[Collected data]
────────────────────────────────────────
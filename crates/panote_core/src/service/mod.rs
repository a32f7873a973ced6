//! Core use-case services.
//!
//! # Responsibility
//! - Orchestrate repository calls into validate-then-commit APIs.
//! - Keep the session layer decoupled from collection storage details.

pub mod note_service;
//! Note collection use-case service.
//!
//! # Responsibility
//! - Provide validate-then-commit create/update/delete/list entry points.
//! - Derive the content preview projection for note cards.
//!
//! # Invariants
//! - No mutation touches the collection after a validation failure.
//! - `update_note` preserves the target note's `created_at`.
//! - Deleting an absent id is a no-op, not an error.

use crate::model::note::{validate_fields, Note, NoteField, NoteId, NoteValidationError};
use crate::repo::note_repo::NoteRepository;
use chrono::Utc;
use log::{debug, info};
use once_cell::sync::Lazy;
use regex::Regex;
use std::error::Error;
use std::fmt::{Display, Formatter};

/// Longest content, in characters, still rendered on a note card.
const PREVIEW_MAX_CHARS: usize = 150;

static WHITESPACE_RE: Lazy<Regex> =
    Lazy::new(|| Regex::new(r"\s+").expect("valid whitespace regex"));

/// Service error for note collection use-cases.
#[derive(Debug, Clone, Copy, PartialEq, Eq)]
pub enum NoteServiceError {
    /// Title or content blank after trimming; nothing was committed.
    EmptyField(NoteField),
    /// Update target does not exist (stale id).
    NoteNotFound(NoteId),
}

impl Display for NoteServiceError {
    fn fmt(&self, f: &mut Formatter<'_>) -> std::fmt::Result {
        match self {
            Self::EmptyField(field) => write!(f, "note {field} cannot be empty"),
            Self::NoteNotFound(id) => write!(f, "note not found: {id}"),
        }
    }
}

impl Error for NoteServiceError {}

impl From<NoteValidationError> for NoteServiceError {
    fn from(value: NoteValidationError) -> Self {
        match value {
            NoteValidationError::EmptyField(field) => Self::EmptyField(field),
        }
    }
}

/// Content preview shown on a note card.
#[derive(Debug, Clone, PartialEq, Eq)]
pub enum NotePreview {
    /// Whitespace-collapsed content short enough to display.
    Text(String),
    /// Content exceeds the card budget and is not previewed.
    TooLong,
}

/// Use-case facade over a note repository.
pub struct NoteService<R: NoteRepository> {
    repo: R,
}

impl<R: NoteRepository> NoteService<R> {
    /// Creates a service using the provided repository implementation.
    pub fn new(repo: R) -> Self {
        Self { repo }
    }

    /// Creates a note from trimmed non-empty fields.
    pub fn create_note(&mut self, title: &str, content: &str) -> Result<Note, NoteServiceError> {
        let (title, content) = validate_fields(title, content)?;
        let note = self.repo.insert(title, content, Utc::now());
        info!(
            "event=note_created id={} total={}",
            note.id,
            self.repo.list().len()
        );
        Ok(note)
    }

    /// Replaces title/content of an existing note, preserving `created_at`.
    pub fn update_note(
        &mut self,
        id: NoteId,
        title: &str,
        content: &str,
    ) -> Result<Note, NoteServiceError> {
        let (title, content) = validate_fields(title, content)?;
        let note = self
            .repo
            .replace(id, title, content)
            .ok_or(NoteServiceError::NoteNotFound(id))?;
        info!("event=note_updated id={}", note.id);
        Ok(note)
    }

    /// Removes one note. Returns whether anything was removed; an absent
    /// id is a successful no-op.
    pub fn delete_note(&mut self, id: NoteId) -> bool {
        let removed = self.repo.remove(id);
        debug!("event=note_deleted id={id} removed={removed}");
        removed
    }

    /// Clears the collection unconditionally.
    pub fn delete_all(&mut self) -> usize {
        let dropped = self.repo.clear();
        info!("event=notes_cleared dropped={dropped}");
        dropped
    }

    /// Gets one note by id.
    pub fn get_note(&self, id: NoteId) -> Option<&Note> {
        self.repo.get(id)
    }

    /// All committed notes in display order.
    pub fn notes(&self) -> &[Note] {
        self.repo.list()
    }
}

/// Derives the card preview for note content.
///
/// Rules:
/// - content longer than 150 characters is not previewed;
/// - otherwise runs of whitespace collapse to single spaces.
pub fn derive_preview(content: &str) -> NotePreview {
    if content.chars().count() > PREVIEW_MAX_CHARS {
        return NotePreview::TooLong;
    }
    let collapsed = WHITESPACE_RE.replace_all(content, " ");
    NotePreview::Text(collapsed.trim().to_string())
}
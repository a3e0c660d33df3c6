//! `Surface` over a ratatui frame buffer.

use ratatui::buffer::Buffer;
use ratatui::layout::Rect;
use ratatui::style::Style;

use crate::pager::Surface;

/// Draws pager rows into `area` of a ratatui [`Buffer`].
pub struct BufferSurface<'a> {
    buf: &'a mut Buffer,
    area: Rect,
}

impl<'a> BufferSurface<'a> {
    pub fn new(buf: &'a mut Buffer, area: Rect) -> Self {
        Self { buf, area }
    }
}

impl Surface for BufferSurface<'_> {
    fn size(&self) -> (usize, usize) {
        (self.area.height as usize, self.area.width as usize)
    }

    fn draw_text(&mut self, row: usize, col: usize, text: &str, style: Style) {
        let (rows, cols) = self.size();
        if row >= rows || col >= cols {
            return;
        }
        let x = self.area.x + col as u16;
        let y = self.area.y + row as u16;
        self.buf.set_stringn(x, y, text, cols - col, style);
    }

    fn clear_row(&mut self, row: usize) {
        if row >= self.area.height as usize {
            return;
        }
        let y = self.area.y + row as u16;
        for x in self.area.left()..self.area.right() {
            if let Some(cell) = self.buf.cell_mut((x, y)) {
                cell.reset();
            }
        }
    }
}

#[cfg(test)]
mod tests {
    use super::*;
    use ratatui::style::Color;

    fn row_text(buf: &Buffer, y: u16) -> String {
        (0..buf.area.width)
            .map(|x| buf[(x, y)].symbol().to_string())
            .collect::<String>()
            .trim_end()
            .to_string()
    }

    #[test]
    fn test_size_and_draw() {
        let area = Rect::new(0, 0, 10, 3);
        let mut buf = Buffer::empty(area);
        let mut surface = BufferSurface::new(&mut buf, area);
        assert_eq!(surface.size(), (3, 10));
        surface.draw_text(1, 2, "hello", Style::default().fg(Color::Red));
        assert_eq!(row_text(&buf, 1), "  hello");
        assert_eq!(buf[(2, 1)].fg, Color::Red);
    }

    #[test]
    fn test_draw_clips_to_row() {
        let area = Rect::new(0, 0, 6, 1);
        let mut buf = Buffer::empty(area);
        let mut surface = BufferSurface::new(&mut buf, area);
        surface.draw_text(0, 3, "abcdef", Style::default());
        surface.draw_text(4, 0, "ignored", Style::default());
        assert_eq!(row_text(&buf, 0), "   abc");
    }

    #[test]
    fn test_clear_row() {
        let area = Rect::new(0, 0, 5, 2);
        let mut buf = Buffer::empty(area);
        let mut surface = BufferSurface::new(&mut buf, area);
        surface.draw_text(0, 0, "xxxxx", Style::default());
        surface.draw_text(1, 0, "yyyyy", Style::default());
        surface.clear_row(0);
        assert_eq!(row_text(&buf, 0), "");
        assert_eq!(row_text(&buf, 1), "yyyyy");
    }

    #[test]
    fn test_offset_area() {
        let mut buf = Buffer::empty(Rect::new(0, 0, 8, 4));
        let area = Rect::new(2, 1, 4, 2);
        let mut surface = BufferSurface::new(&mut buf, area);
        surface.draw_text(0, 0, "abcdefgh", Style::default());
        assert_eq!(row_text(&buf, 1), "  abcd");
    }
}
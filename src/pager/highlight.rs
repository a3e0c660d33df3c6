//! Regex highlight rules and the chunk scan that turns them into ranges.

use ratatui::style::Style;
use regex::bytes::{Regex, RegexBuilder};

use crate::error::{PagerError, Result};
use crate::pager::line::{SearchRange, StyleRange};

/// A pattern and the style its matches are drawn in.
#[derive(Debug, Clone)]
pub struct ColorRule {
    pub pattern: String,
    pub regex: Regex,
    pub style: Style,
}

impl ColorRule {
    pub fn new(pattern: &str, style: Style) -> Result<Self> {
        Ok(Self {
            pattern: pattern.to_string(),
            regex: compile_pattern(pattern)?,
            style,
        })
    }
}

/// Whether `pattern` has no uppercase letters.
pub fn is_lowercase(pattern: &str) -> bool {
    !pattern.chars().any(char::is_uppercase)
}

/// Compile a user pattern with smart case: an all-lowercase pattern
/// matches case-insensitively.
pub fn compile_pattern(pattern: &str) -> Result<Regex> {
    RegexBuilder::new(pattern)
        .case_insensitive(is_lowercase(pattern))
        .build()
        .map_err(|e| PagerError::pattern(pattern, e))
}

/// Text without its trailing newline, which never takes part in matching.
pub fn without_newline(text: &[u8]) -> &[u8] {
    text.strip_suffix(b"\n").unwrap_or(text)
}

/// Scan `text` left to right, producing non-overlapping styled ranges.
///
/// At each position the rule whose match starts earliest wins; on a tie the
/// longer match wins, then the earlier rule. Scanning resumes at the end of
/// the chosen match. Empty matches are never recorded but move the scan on by
/// one byte. With `stop_on_miss`, a rule that fails to match is not tried
/// again for the rest of the line.
pub fn scan_chunks(rules: &[ColorRule], text: &[u8], stop_on_miss: bool) -> Vec<StyleRange> {
    let text = without_newline(text);
    let mut ranges = Vec::new();
    if rules.is_empty() {
        return ranges;
    }
    let mut stopped = vec![false; rules.len()];
    let mut offset = 0;

    while offset < text.len() {
        let mut best: Option<StyleRange> = None;
        let mut null_match = false;

        for (i, rule) in rules.iter().enumerate() {
            if stopped[i] {
                continue;
            }
            match rule.regex.find_at(text, offset) {
                Some(m) if m.start() == m.end() => null_match = true,
                Some(m) => {
                    let better = best.map_or(true, |b| {
                        m.start() < b.start || (m.start() == b.start && m.end() > b.end)
                    });
                    if better {
                        best = Some(StyleRange {
                            start: m.start(),
                            end: m.end(),
                            style: rule.style,
                        });
                    }
                }
                None if stop_on_miss => stopped[i] = true,
                None => {}
            }
        }

        match best {
            Some(chunk) => {
                offset = chunk.end;
                ranges.push(chunk);
            }
            None if null_match => offset += 1,
            None => break,
        }
    }
    ranges
}

/// Every match of `regex` in `text`, in order.
pub fn find_matches(regex: &Regex, text: &[u8]) -> Vec<SearchRange> {
    let text = without_newline(text);
    let mut ranges = Vec::new();
    let mut offset = 0;
    while offset <= text.len() {
        let Some(m) = regex.find_at(text, offset) else {
            break;
        };
        ranges.push(SearchRange {
            start: m.start(),
            end: m.end(),
        });
        offset = if m.end() == m.start() {
            m.end() + 1
        } else {
            m.end()
        };
        if offset >= text.len() {
            break;
        }
    }
    ranges
}

#[cfg(test)]
mod tests {
    use super::*;
    use ratatui::style::Color;

    fn rule(pattern: &str, color: Color) -> ColorRule {
        ColorRule::new(pattern, Style::default().fg(color)).expect("valid pattern")
    }

    #[test]
    fn test_smart_case() {
        let re = compile_pattern("hello").expect("compile");
        assert!(re.is_match(b"HeLLo"));
        let re = compile_pattern("Hello").expect("compile");
        assert!(!re.is_match(b"hello"));
    }

    #[test]
    fn test_bad_pattern_reports_pattern() {
        let err = compile_pattern("(unclosed").unwrap_err();
        assert!(matches!(err, PagerError::PatternCompile { ref pattern, .. } if pattern == "(unclosed"));
    }

    #[test]
    fn test_chunks_are_ordered_and_disjoint() {
        let rules = vec![rule(r"\d+", Color::Red), rule(r"[a-z]+@[a-z.]+", Color::Blue)];
        let ranges = scan_chunks(&rules, b"call 555 or mail bob@example.org now 42\n", true);
        let spans: Vec<(usize, usize)> = ranges.iter().map(|r| (r.start, r.end)).collect();
        assert_eq!(spans, vec![(5, 8), (17, 32), (37, 39)]);
        for pair in ranges.windows(2) {
            assert!(pair[0].end <= pair[1].start);
        }
    }

    #[test]
    fn test_longer_match_wins_at_same_start() {
        let rules = vec![rule("foo", Color::Red), rule("foobar", Color::Green)];
        let ranges = scan_chunks(&rules, b"foobar", true);
        assert_eq!(ranges.len(), 1);
        assert_eq!(ranges[0].end, 6);
        assert_eq!(ranges[0].style.fg, Some(Color::Green));
    }

    #[test]
    fn test_first_rule_wins_exact_tie() {
        let rules = vec![rule("abc", Color::Red), rule("a.c", Color::Green)];
        let ranges = scan_chunks(&rules, b"abc", true);
        assert_eq!(ranges[0].style.fg, Some(Color::Red));
    }

    #[test]
    fn test_anchor_only_matches_line_start() {
        let rules = vec![rule("^x", Color::Red)];
        let ranges = scan_chunks(&rules, b"xxx", true);
        assert_eq!(ranges.len(), 1);
        assert_eq!((ranges[0].start, ranges[0].end), (0, 1));
    }

    #[test]
    fn test_empty_matches_do_not_loop() {
        let rules = vec![rule("z*", Color::Red), rule("b", Color::Green)];
        let ranges = scan_chunks(&rules, b"abab", false);
        let spans: Vec<(usize, usize)> = ranges.iter().map(|r| (r.start, r.end)).collect();
        assert_eq!(spans, vec![(1, 2), (3, 4)]);
    }

    #[test]
    fn test_find_matches() {
        let re = compile_pattern("an").expect("compile");
        let hits = find_matches(&re, b"banana\n");
        assert_eq!(
            hits,
            vec![SearchRange { start: 1, end: 3 }, SearchRange { start: 3, end: 5 }]
        );
        assert!(find_matches(&re, b"xyz\n").is_empty());
    }

    #[test]
    fn test_newline_is_not_matched() {
        let re = compile_pattern(r"\s$").expect("compile");
        assert!(find_matches(&re, b"word\n").is_empty());
    }
}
────────────────────────────────────────
**What is needed**
Return, word for word, every line from the top of the entries down to the line that holds "create/update/delete/list entry points.", both included.

**Task output**
filename crates/panote_core/src/service/mod.rs
repository a32f7873a973ced6
//! Core use-case services.
//!
//! # Responsibility
//! - Orchestrate repository calls into validate-then-commit APIs.
//! - Keep the session layer decoupled from collection storage details.

pub mod note_service;
//! Note collection use-case service.
//!
//! # Responsibility
//! - Provide validate-then-commit create/update/delete/list entry points.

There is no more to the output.